Wednesday, May 9, 2012

A Post Long Overdue: Up, Up, and away!

I would like to thank whoever it was that invented the train. I cannot imagine a better way to travel through Scotland. The first few hours out of Glasgow passed by beautifully, but now, it's absolutely magnificent. I almost feel as if I should shove my notebook back into my backpack to stare at the landscape that has swallowed us up.
The sun gleams every now and then from behind the misty clouds that hover just above the horizon, almost brushing the peaks powdered with snow. The hills glide down, with tufts of brown grass peeking out. Snow begins to fall, but I'm safe behind glass and steel, under my new hat and my thick-knit sweater. Suddenly, the song "I've Got My Love To Keep Me Warm" trumpets out of my headphones. I smile.

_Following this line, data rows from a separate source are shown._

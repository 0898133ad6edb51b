//! Table-driven, fully configurable CRC-32 engine.
//!
//! Archive entries are keyed by a checksum of the file name whose
//! parameters (polynomial, initial value, final XOR, reflection) are not
//! fixed, so the engine accepts an arbitrary configuration instead of
//! hard-coding one variant.  [`Crc32::default`] is the name-keying
//! configuration used by the archive codec.

const DEFAULT_POLYNOMIAL: u32 = 0x04C1_1DB7;

/// A 256-entry CRC-32 lookup table plus the values applied around it.
/// Immutable once built.
pub struct Crc32 {
    table: [u32; 256],
    init: u32,
    xor_out: u32,
    reflected: bool,
}

impl Crc32 {
    /// Build the lookup table for `polynomial`.  With `reflect_table` set,
    /// each index is bit-reversed before the division steps and each entry
    /// bit-reversed after, producing the standard reflected table.
    pub fn new(polynomial: u32, init: u32, xor_out: u32, reflect_table: bool) -> Self {
        let mut table = [0u32; 256];
        for (i, entry) in table.iter_mut().enumerate() {
            let top = if reflect_table {
                (i as u8).reverse_bits() as u32
            } else {
                i as u32
            };
            let mut k = top << 24;
            for _ in 0..8 {
                if k & 0x8000_0000 != 0 {
                    k = (k << 1) ^ polynomial;
                } else {
                    k <<= 1;
                }
            }
            *entry = if reflect_table { k.reverse_bits() } else { k };
        }
        Self { table, init, xor_out, reflected: reflect_table }
    }

    pub fn init(&self) -> u32 {
        self.init
    }

    pub fn xor_out(&self) -> u32 {
        self.xor_out
    }

    /// Checksum `data`, optionally bit-reversing each input byte and the
    /// final result.
    ///
    /// An unreflected table drives the MSB-first loop; a reflected table
    /// drives the equivalent LSB-first loop over the bit-reversed
    /// accumulator.  Both orientations produce identical checksums for the
    /// same flags, so a reflected table is purely a different spelling of
    /// the same function.
    pub fn compute(&self, data: &[u8], reflect_input: bool, reflect_output: bool) -> u32 {
        let crc = if self.reflected {
            let mut crc = self.init.reverse_bits();
            for &b in data {
                let cur = if reflect_input { b } else { b.reverse_bits() };
                crc = (crc >> 8) ^ self.table[((crc ^ cur as u32) & 0xff) as usize];
            }
            crc.reverse_bits() ^ self.xor_out
        } else {
            let mut crc = self.init;
            for &b in data {
                let cur = if reflect_input { b.reverse_bits() } else { b };
                crc ^= (cur as u32) << 24;
                crc = (crc << 8) ^ self.table[(crc >> 24) as usize];
            }
            crc ^ self.xor_out
        };
        if reflect_output {
            crc.reverse_bits()
        } else {
            crc
        }
    }
}

impl Default for Crc32 {
    /// The archive name-keying configuration: polynomial 0x04C11DB7,
    /// initial value 0xFFFFFFFF, final XOR 0xFFFFFFFF, unreflected table.
    fn default() -> Self {
        Self::new(DEFAULT_POLYNOMIAL, u32::MAX, u32::MAX, false)
    }
}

At one of the last stops before Fort William, when a station consists of small wooden buildings huddled together, we are told to step out to use the bathroom. The conductor assures us, her words curling under her Scottish brogue and her smile disrupted by missing teeth, that the train will not leave without us. I think of times when trains waited an extra moment for a gasping traveler to hurdle in through the doors. We stumble out of our seats, backpack straps tripping us up, and as soon as we emerge, I stick my tongue out to welcome the snow. My first snow in Scotland. My friends laugh and wish for their cameras and I stand admiring the stillness, the quiet that comes with falling snow.
The train does wait.
 Lochs stretch alongside the mountains, their surfaces rippling and opaque, while the streams that sink below the tufted hills shimmer for a few moments before sinking away again. And those mountains rising above are cracked and creased with creeks and ruts running down with bare trunks and branches  folded into them. Firs and birches and conifers flash past, a nuisance when we try to capture the view. And the forests look so soft, with trees grown so close together their tops repeat jagged, green patterns.
After four or five hours, we step off the train and into Fort William. First, we'll get groceries and then we'll head off to the Ben Nevis Inn, at least a mile out of town. But that will all come later.